» **Your task**
Return the lines of the data below exactly. Start at the first and end with the line containing "use crate::fulfillment::notify_users;".

Dataset entries:
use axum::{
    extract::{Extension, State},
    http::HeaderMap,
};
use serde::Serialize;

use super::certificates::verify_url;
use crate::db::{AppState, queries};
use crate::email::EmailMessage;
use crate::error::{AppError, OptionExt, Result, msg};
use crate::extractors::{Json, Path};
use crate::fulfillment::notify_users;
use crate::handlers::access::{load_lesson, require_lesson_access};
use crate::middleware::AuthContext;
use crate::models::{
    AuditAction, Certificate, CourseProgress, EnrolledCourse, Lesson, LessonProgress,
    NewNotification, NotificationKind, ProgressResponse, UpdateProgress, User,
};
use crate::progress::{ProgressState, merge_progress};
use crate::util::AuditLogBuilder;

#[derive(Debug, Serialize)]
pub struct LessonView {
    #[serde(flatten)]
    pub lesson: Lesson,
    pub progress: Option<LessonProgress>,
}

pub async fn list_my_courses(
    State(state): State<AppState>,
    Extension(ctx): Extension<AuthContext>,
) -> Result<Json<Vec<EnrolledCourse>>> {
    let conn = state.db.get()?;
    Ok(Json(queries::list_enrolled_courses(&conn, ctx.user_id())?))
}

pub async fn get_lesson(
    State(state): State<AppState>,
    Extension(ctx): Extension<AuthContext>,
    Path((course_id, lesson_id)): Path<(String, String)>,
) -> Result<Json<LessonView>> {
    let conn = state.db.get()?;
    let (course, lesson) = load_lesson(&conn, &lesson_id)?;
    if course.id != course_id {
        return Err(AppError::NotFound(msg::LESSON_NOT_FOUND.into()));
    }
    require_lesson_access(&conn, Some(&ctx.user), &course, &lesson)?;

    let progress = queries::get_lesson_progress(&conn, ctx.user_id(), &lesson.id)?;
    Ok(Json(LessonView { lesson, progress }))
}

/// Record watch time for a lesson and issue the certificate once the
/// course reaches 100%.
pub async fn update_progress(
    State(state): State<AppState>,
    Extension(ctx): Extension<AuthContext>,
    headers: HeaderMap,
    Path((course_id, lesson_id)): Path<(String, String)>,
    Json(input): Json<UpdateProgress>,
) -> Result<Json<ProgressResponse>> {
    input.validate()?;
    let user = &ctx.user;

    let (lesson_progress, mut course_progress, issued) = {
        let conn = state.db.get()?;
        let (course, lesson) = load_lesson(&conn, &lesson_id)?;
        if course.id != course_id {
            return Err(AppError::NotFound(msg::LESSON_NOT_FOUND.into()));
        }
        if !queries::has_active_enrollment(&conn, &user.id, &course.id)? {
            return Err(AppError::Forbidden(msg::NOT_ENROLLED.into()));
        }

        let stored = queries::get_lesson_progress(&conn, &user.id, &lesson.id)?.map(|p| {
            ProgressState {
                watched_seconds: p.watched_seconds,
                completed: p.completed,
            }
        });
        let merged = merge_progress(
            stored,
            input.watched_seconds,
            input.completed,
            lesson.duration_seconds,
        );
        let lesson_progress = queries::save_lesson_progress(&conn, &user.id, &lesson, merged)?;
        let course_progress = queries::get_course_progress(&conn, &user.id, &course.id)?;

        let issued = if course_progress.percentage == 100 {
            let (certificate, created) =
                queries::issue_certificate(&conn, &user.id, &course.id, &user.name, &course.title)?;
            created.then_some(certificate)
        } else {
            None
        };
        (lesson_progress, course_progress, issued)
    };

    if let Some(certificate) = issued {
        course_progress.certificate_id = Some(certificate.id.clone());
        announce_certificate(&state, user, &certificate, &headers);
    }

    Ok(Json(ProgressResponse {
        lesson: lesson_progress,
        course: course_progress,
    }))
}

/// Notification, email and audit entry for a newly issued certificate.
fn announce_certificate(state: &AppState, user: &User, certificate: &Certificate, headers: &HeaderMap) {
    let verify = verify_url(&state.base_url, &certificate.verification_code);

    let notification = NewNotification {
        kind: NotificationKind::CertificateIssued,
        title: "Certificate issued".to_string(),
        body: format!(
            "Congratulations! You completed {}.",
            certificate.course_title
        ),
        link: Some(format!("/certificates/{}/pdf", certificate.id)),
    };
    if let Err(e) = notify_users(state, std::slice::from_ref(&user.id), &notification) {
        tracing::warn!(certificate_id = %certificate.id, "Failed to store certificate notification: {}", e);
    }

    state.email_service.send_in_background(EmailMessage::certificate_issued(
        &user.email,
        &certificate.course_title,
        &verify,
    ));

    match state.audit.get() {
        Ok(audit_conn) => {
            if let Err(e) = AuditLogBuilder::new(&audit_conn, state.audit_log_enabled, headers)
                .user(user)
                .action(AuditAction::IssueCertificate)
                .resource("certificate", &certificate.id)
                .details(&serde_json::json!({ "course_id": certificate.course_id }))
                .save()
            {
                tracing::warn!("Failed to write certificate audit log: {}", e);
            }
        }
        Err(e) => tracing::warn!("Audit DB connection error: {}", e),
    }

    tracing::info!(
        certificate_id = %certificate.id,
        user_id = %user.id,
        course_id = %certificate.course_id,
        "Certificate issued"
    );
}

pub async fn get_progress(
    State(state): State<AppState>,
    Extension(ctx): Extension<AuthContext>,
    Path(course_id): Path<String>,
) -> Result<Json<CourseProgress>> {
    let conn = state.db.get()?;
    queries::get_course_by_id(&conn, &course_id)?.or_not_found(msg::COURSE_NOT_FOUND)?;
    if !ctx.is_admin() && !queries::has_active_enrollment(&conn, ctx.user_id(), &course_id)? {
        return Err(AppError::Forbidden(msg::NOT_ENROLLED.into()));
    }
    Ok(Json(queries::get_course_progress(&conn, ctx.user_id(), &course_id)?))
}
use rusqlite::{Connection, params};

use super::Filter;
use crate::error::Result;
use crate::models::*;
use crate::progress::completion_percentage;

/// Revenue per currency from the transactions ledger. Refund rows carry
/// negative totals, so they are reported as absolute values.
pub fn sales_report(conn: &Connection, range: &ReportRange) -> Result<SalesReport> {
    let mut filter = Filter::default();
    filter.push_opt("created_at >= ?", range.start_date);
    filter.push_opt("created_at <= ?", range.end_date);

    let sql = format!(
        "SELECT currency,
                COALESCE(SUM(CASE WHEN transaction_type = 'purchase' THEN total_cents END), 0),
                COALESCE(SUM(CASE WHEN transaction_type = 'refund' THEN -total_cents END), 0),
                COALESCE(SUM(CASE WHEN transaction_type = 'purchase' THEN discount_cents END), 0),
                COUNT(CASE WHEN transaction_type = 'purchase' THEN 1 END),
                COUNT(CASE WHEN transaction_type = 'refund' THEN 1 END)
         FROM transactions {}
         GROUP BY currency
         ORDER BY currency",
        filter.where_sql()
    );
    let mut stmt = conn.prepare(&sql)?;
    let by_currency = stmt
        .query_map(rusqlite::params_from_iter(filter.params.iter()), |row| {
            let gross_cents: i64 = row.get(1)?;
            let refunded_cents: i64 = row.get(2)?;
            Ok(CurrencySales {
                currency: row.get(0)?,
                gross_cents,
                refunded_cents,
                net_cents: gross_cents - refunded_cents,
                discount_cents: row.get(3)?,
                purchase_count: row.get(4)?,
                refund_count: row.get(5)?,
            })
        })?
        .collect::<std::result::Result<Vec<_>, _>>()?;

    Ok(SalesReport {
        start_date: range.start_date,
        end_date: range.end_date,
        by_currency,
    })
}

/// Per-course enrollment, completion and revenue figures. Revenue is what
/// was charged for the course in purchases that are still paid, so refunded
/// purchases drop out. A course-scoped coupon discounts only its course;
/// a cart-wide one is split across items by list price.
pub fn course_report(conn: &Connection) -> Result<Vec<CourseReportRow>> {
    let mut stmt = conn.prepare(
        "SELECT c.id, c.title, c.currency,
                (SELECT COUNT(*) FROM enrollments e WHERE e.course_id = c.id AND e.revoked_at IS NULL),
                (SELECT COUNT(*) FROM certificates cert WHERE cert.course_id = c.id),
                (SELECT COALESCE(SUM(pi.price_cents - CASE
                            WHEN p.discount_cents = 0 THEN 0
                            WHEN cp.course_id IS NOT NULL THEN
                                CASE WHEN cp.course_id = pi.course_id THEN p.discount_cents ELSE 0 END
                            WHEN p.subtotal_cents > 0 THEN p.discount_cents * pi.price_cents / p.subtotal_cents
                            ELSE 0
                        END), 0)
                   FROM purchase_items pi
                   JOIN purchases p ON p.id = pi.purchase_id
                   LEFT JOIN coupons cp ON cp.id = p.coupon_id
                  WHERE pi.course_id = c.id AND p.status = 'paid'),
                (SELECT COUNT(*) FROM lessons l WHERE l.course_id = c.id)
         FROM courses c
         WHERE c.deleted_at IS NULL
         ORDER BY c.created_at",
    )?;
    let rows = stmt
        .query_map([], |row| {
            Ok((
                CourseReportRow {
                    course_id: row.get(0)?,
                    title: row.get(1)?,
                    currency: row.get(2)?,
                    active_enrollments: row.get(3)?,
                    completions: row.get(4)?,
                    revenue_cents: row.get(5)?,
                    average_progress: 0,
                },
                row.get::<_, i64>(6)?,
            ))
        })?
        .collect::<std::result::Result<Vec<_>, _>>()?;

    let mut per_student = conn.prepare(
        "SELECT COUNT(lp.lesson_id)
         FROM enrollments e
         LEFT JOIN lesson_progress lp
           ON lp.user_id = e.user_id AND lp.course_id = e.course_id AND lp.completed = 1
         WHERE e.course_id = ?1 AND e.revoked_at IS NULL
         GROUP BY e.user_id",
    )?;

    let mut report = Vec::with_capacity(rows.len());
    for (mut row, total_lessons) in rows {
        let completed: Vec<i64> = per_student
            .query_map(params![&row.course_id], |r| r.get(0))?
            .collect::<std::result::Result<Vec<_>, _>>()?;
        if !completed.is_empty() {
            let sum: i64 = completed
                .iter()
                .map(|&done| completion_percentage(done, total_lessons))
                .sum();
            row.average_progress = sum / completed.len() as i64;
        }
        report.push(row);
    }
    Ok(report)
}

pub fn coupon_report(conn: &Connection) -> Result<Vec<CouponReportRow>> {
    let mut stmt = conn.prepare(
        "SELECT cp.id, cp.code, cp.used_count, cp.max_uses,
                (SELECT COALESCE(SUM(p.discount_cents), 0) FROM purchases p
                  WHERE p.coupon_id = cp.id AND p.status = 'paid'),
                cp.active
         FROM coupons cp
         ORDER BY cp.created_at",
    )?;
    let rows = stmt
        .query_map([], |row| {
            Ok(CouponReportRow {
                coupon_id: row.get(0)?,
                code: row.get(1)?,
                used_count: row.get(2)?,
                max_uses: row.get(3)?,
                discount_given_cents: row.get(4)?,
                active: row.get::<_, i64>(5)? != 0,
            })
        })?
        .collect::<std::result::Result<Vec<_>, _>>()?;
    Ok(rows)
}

» **Result of the exercise**
use axum::{
    extract::{Extension, State},
    http::HeaderMap,
};
use serde::Serialize;

use super::certificates::verify_url;
use crate::db::{AppState, queries};
use crate::email::EmailMessage;
use crate::error::{AppError, OptionExt, Result, msg};
use crate::extractors::{Json, Path};
use crate::fulfillment::notify_users;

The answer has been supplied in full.